CHAPTER 98 Postoperative Spinal Infections
Incidence/Epidemiology
Postoperative wound infections are the most common complication following spinal surgery. The incidence documented in the literature has historically been quite variable with reported ranges from 0.5% to 20%.1–7 This discrepancy is in part to significant variation in case complexity, use of instrumentation, and surgical approach in the reported cases. In general, increasing the complexity and invasiveness of the surgery correlates with a higher incidence of infection.
Historically, lower-risk spinal surgeries include those that do not require instrumentation. Discectomy and laminectomy have reported incidences of infection less than 3%. With the addition of instrumentation, the incidence of postoperative infection increases to greater than 12% in some studies.8–18 Specifically, lumbar discectomy has had a reported incidence of 0.7%, and using a microscope for the procedure increases the incidence to 1.4%. In the United States, the National Nosocomial Infections Surveillance (NNIS) System, a Centers for Disease Control and Prevention (CDC) orchestrated voluntary performance-measurement system, has reported a 1.25% rate of surgical site infection following laminectomy and a 2.1% rate following laminectomy with noninstrumented fusion.19
Consistently throughout the literature, cases that require more extensive soft tissue dissection, longer operative time, greater blood loss, more significant soft tissue devitalization, or the creation of dead space have an increased infection rate. One study comparing infection rates in patients undergoing discectomy alone and those undergoing discectomy and fusion showed infection rates of 1% versus 6%, respectively. In other reports fusion without instrumentation has been associated with an infection rate ranging from 0.4% to 4.3%.20 The use of devitalized bone graft material in fusions results in an infection rate from 1% to 5%.

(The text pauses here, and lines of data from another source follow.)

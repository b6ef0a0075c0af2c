//! Banner, health and warm-up endpoints.

use std::sync::Arc;

use axum::extract::State;
use axum::http::StatusCode;
use axum::routing::{get, post};
use axum::{Json, Router};
use chrono::{DateTime, Utc};
use docconv_core::{WarmOutcome, WarmPhase};
use serde::Serialize;
use utoipa::{OpenApi, ToSchema};

use crate::state::AppState;

#[derive(OpenApi)]
#[openapi(
    paths(get_root, get_healthz, post_warm),
    components(schemas(HealthResponse, WarmResponse))
)]
pub struct HealthApi;

/// Register banner / health / warm routes.
pub fn router() -> Router<Arc<AppState>> {
    Router::new()
        .route("/", get(get_root))
        .route("/healthz", get(get_healthz))
        .route("/warm", post(post_warm))
}

#[derive(Debug, Serialize, ToSchema)]
pub struct HealthResponse {
    pub ok: bool,
    #[schema(value_type = String, example = "warmed")]
    pub phase: WarmPhase,
    pub warmed: bool,
    pub warming: bool,
    pub last_error: Option<String>,
    pub last_warm_start: Option<DateTime<Utc>>,
    pub last_warm_end: Option<DateTime<Utc>>,
    pub uptime_secs: u64,
    pub version: String,
}

#[derive(Debug, Serialize, ToSchema)]
pub struct WarmResponse {
    pub ok: bool,
    #[schema(value_type = String, example = "warmed")]
    pub phase: WarmPhase,
    pub warmed: bool,
    /// A warm-up is still running in the background.
    pub warming: bool,
    /// The engine was already warm before this request.
    pub already: bool,
    #[serde(skip_serializing_if = "Option::is_none")]
    pub error: Option<String>,
}

/// Plain-text banner.
#[utoipa::path(
    get,
    path = "/",
    tag = "health",
    responses((status = 200, description = "Service is running", body = String))
)]
pub async fn get_root() -> &'static str {
    "docconv API is running. POST a file to /convert/{pptx-to-pdf|pdf-to-pptx|docx-to-pdf|pdf-to-docx}."
}

/// Engine warm state and uptime.
///
/// Reads a snapshot; never waits for an in-flight warm-up.
#[utoipa::path(
    get,
    path = "/healthz",
    tag = "health",
    responses((status = 200, description = "Service health", body = HealthResponse))
)]
pub async fn get_healthz(State(state): State<Arc<AppState>>) -> Json<HealthResponse> {
    let status = state.runtime.warm().status();
    Json(HealthResponse {
        ok: true,
        phase: status.phase,
        warmed: status.phase == WarmPhase::Warmed,
        warming: status.phase == WarmPhase::Warming,
        last_error: status.last_error,
        last_warm_start: status.last_warm_start,
        last_warm_end: status.last_warm_end,
        uptime_secs: state.started_at.elapsed().as_secs(),
        version: env!("CARGO_PKG_VERSION").to_owned(),
    })
}

/// Start (or join) an engine warm-up.
///
/// Waits up to the configured warm-wait. `202` means the warm-up is still
/// running in the background.
#[utoipa::path(
    post,
    path = "/warm",
    tag = "health",
    responses(
        (status = 200, description = "Engine is warm", body = WarmResponse),
        (status = 202, description = "Warm-up still running", body = WarmResponse),
        (status = 503, description = "Warm-up failed", body = WarmResponse),
    )
)]
pub async fn post_warm(State(state): State<Arc<AppState>>) -> (StatusCode, Json<WarmResponse>) {
    let warm = state.runtime.warm();
    let already = warm.status().phase == WarmPhase::Warmed;
    match warm.ensure_warm_within(state.runtime.warm_wait()).await {
        Some(WarmOutcome::Warmed) => (
            StatusCode::OK,
            Json(WarmResponse {
                ok: true,
                phase: WarmPhase::Warmed,
                warmed: true,
                warming: false,
                already,
                error: None,
            }),
        ),
        Some(WarmOutcome::Failed { reason }) => (
            StatusCode::SERVICE_UNAVAILABLE,
            Json(WarmResponse {
                ok: false,
                phase: warm.status().phase,
                warmed: false,
                warming: false,
                already: false,
                error: Some(reason),
            }),
        ),
        None => (
            StatusCode::ACCEPTED,
            Json(WarmResponse {
                ok: true,
                phase: warm.status().phase,
                warmed: false,
                warming: true,
                already: false,
                error: None,
            }),
        ),
    }
}

// ── Tests ──────────────────────────────────────────────────────────────────────

#[cfg(test)]
mod test {
    use std::time::Duration;

    use axum::body::Body;
    use axum::http::Request;
    use http_body_util::BodyExt;
    use tower::ServiceExt;

    use super::*;
    use crate::routes::test_support::{CountingProbe, test_state, test_state_with};

    async fn call(app: axum::Router, method: &str, uri: &str) -> (StatusCode, serde_json::Value) {
        let response = app
            .oneshot(
                Request::builder()
                    .method(method)
                    .uri(uri)
                    .body(Body::empty())
                    .expect("request"),
            )
            .await
            .expect("response");
        let status = response.status();
        let bytes = response
            .into_body()
            .collect()
            .await
            .expect("body")
            .to_bytes();
        (status, serde_json::from_slice(&bytes).unwrap_or_default())
    }

    #[tokio::test]
    async fn healthz_reports_cold_engine() {
        let probe = CountingProbe::new(Duration::ZERO, None);
        let (app, _state, _dir) = test_state(probe.clone(), None);

        let (status, body) = call(app, "GET", "/healthz").await;

        assert_eq!(status, StatusCode::OK);
        assert_eq!(body["ok"], true);
        assert_eq!(body["phase"], "cold");
        assert_eq!(body["warmed"], false);
        assert!(body["last_error"].is_null());
        assert_eq!(probe.calls(), 0, "health must not start a warm-up");
    }

    #[tokio::test]
    async fn healthz_answers_while_warming() {
        let probe = CountingProbe::new(Duration::from_secs(30), None);
        let (app, state, _dir) = test_state(probe, None);
        let _warming = state.runtime.warm().trigger();

        let (status, body) = tokio::time::timeout(
            Duration::from_millis(500),
            call(app, "GET", "/healthz"),
        )
        .await
        .expect("healthz must not block on warm-up");

        assert_eq!(status, StatusCode::OK);
        assert_eq!(body["phase"], "warming");
        assert_eq!(body["warming"], true);
    }

    #[tokio::test]
    async fn warm_endpoint_warms_once() {
        let probe = CountingProbe::new(Duration::from_millis(20), None);
        let (app, _state, _dir) = test_state(probe.clone(), None);

        let (status, body) = call(app.clone(), "POST", "/warm").await;
        assert_eq!(status, StatusCode::OK);
        assert_eq!(body["phase"], "warmed");
        assert_eq!(body["already"], false);

        let (status, body) = call(app.clone(), "POST", "/warm").await;
        assert_eq!(status, StatusCode::OK);
        assert_eq!(body["already"], true);
        assert_eq!(body["warming"], false);
        assert_eq!(probe.calls(), 1);

        let (_, health) = call(app, "GET", "/healthz").await;
        assert_eq!(health["warmed"], true);
    }

    #[tokio::test]
    async fn slow_warm_answers_202_while_still_warming() {
        let probe = CountingProbe::new(Duration::from_secs(30), None);
        let (app, _state, _dir) = test_state_with(probe, |cfg| {
            cfg.warm_wait = Duration::from_millis(50);
        });

        let (status, body) = call(app, "POST", "/warm").await;

        assert_eq!(status, StatusCode::ACCEPTED);
        assert_eq!(body["warming"], true);
        assert_eq!(body["already"], false);
        assert_eq!(body["warmed"], false);
    }

    #[tokio::test]
    async fn failed_warm_is_reported() {
        let probe = CountingProbe::new(Duration::ZERO, Some("soffice not found"));
        let (app, _state, _dir) = test_state(probe, None);

        let (status, body) = call(app.clone(), "POST", "/warm").await;
        assert_eq!(status, StatusCode::SERVICE_UNAVAILABLE);
        assert_eq!(body["phase"], "cold");
        assert_eq!(body["error"], "soffice not found");

        let (_, health) = call(app, "GET", "/healthz").await;
        assert_eq!(health["last_error"], "soffice not found");
    }

    #[tokio::test]
    async fn root_banner_is_plain_text() {
        let text = get_root().await;
        assert!(text.contains("/convert/"));
    }
}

As the use of instrumentation has become more commonplace, attention must be paid to a possible associated increased infection risk. Colonization of implanted devices occurs in upwards of 50% of patients, although most do not display clinical symptoms of infection. Although implants rarely act as the initial source of infection, they may become a nidus for inoculation and subclinical growth of infectious organisms. The implant provides an avascular surface on which bacteria can create a glycocalyx, which serves as a barrier to the host immune response and antibiotic treatment. In addition, micromotion can create metallosis and subsequent granulomas, which may become a potential site for bacterial colonization. Other theories postulate that local soft tissue inflammation and postoperative seromas may serve as a potential cause for the increased infection risk seen with instrumented fusions (Fig. 98–1). Due to these unique risk factors, instrumented fusions have reported postoperative infection rates of up to 20%8,21 with dramatic variation in the reported literature. Moe reported a postoperative infection rate of 7% in cases with Harrington instrumentation.22 More recent literature reports infection rates in elective instrumented surgical cases between 2.8% and 6%.8,23,24 Many authors feel that the actual infection risk with the use of spinal instrumentation is between 5% and 6%.16–18,23,25
Spinal trauma patients represent a unique population that has an increased risk for developing postoperative infections. The significant soft tissue devitalization and devascularization caused by the traumatic event results in local hypoxia leading to tissue necrosis, edema, acidosis, and hematoma formation. This combination results in a media optimal for bacterial proliferation isolated from the host defenses.26 Systemically, the patient sustaining major trauma shows a hyperinflammatory state with alterations in the normally tightly controlled homeostasis of pro- and anti-inflammatory cytokine levels. The resultant imbalance leads to a state of immunosuppression that is thought to increase susceptibility to infection. In addition, comorbid factors such as age, medical conditions, poor nutritional status, and body habitus cannot be controlled in the same manners that they are in elective surgery. The presence of complete neurologic injury significantly increases the risk of postoperative infection. In the largest clinical series investigating 256 surgically treated traumatic spinal injuries, the rate of postoperative wound infections was 9.4% compared with an infection rate of 3.7% seen in patients undergoing elective spinal surgery during the same time period at the same hospital.27 Similar reviews have found postoperative infection rates in spinal trauma patients ranging from 9% to 15%,8,28,29 which is greater than the previously discussed average infection rate seen in elective spinal surgeries.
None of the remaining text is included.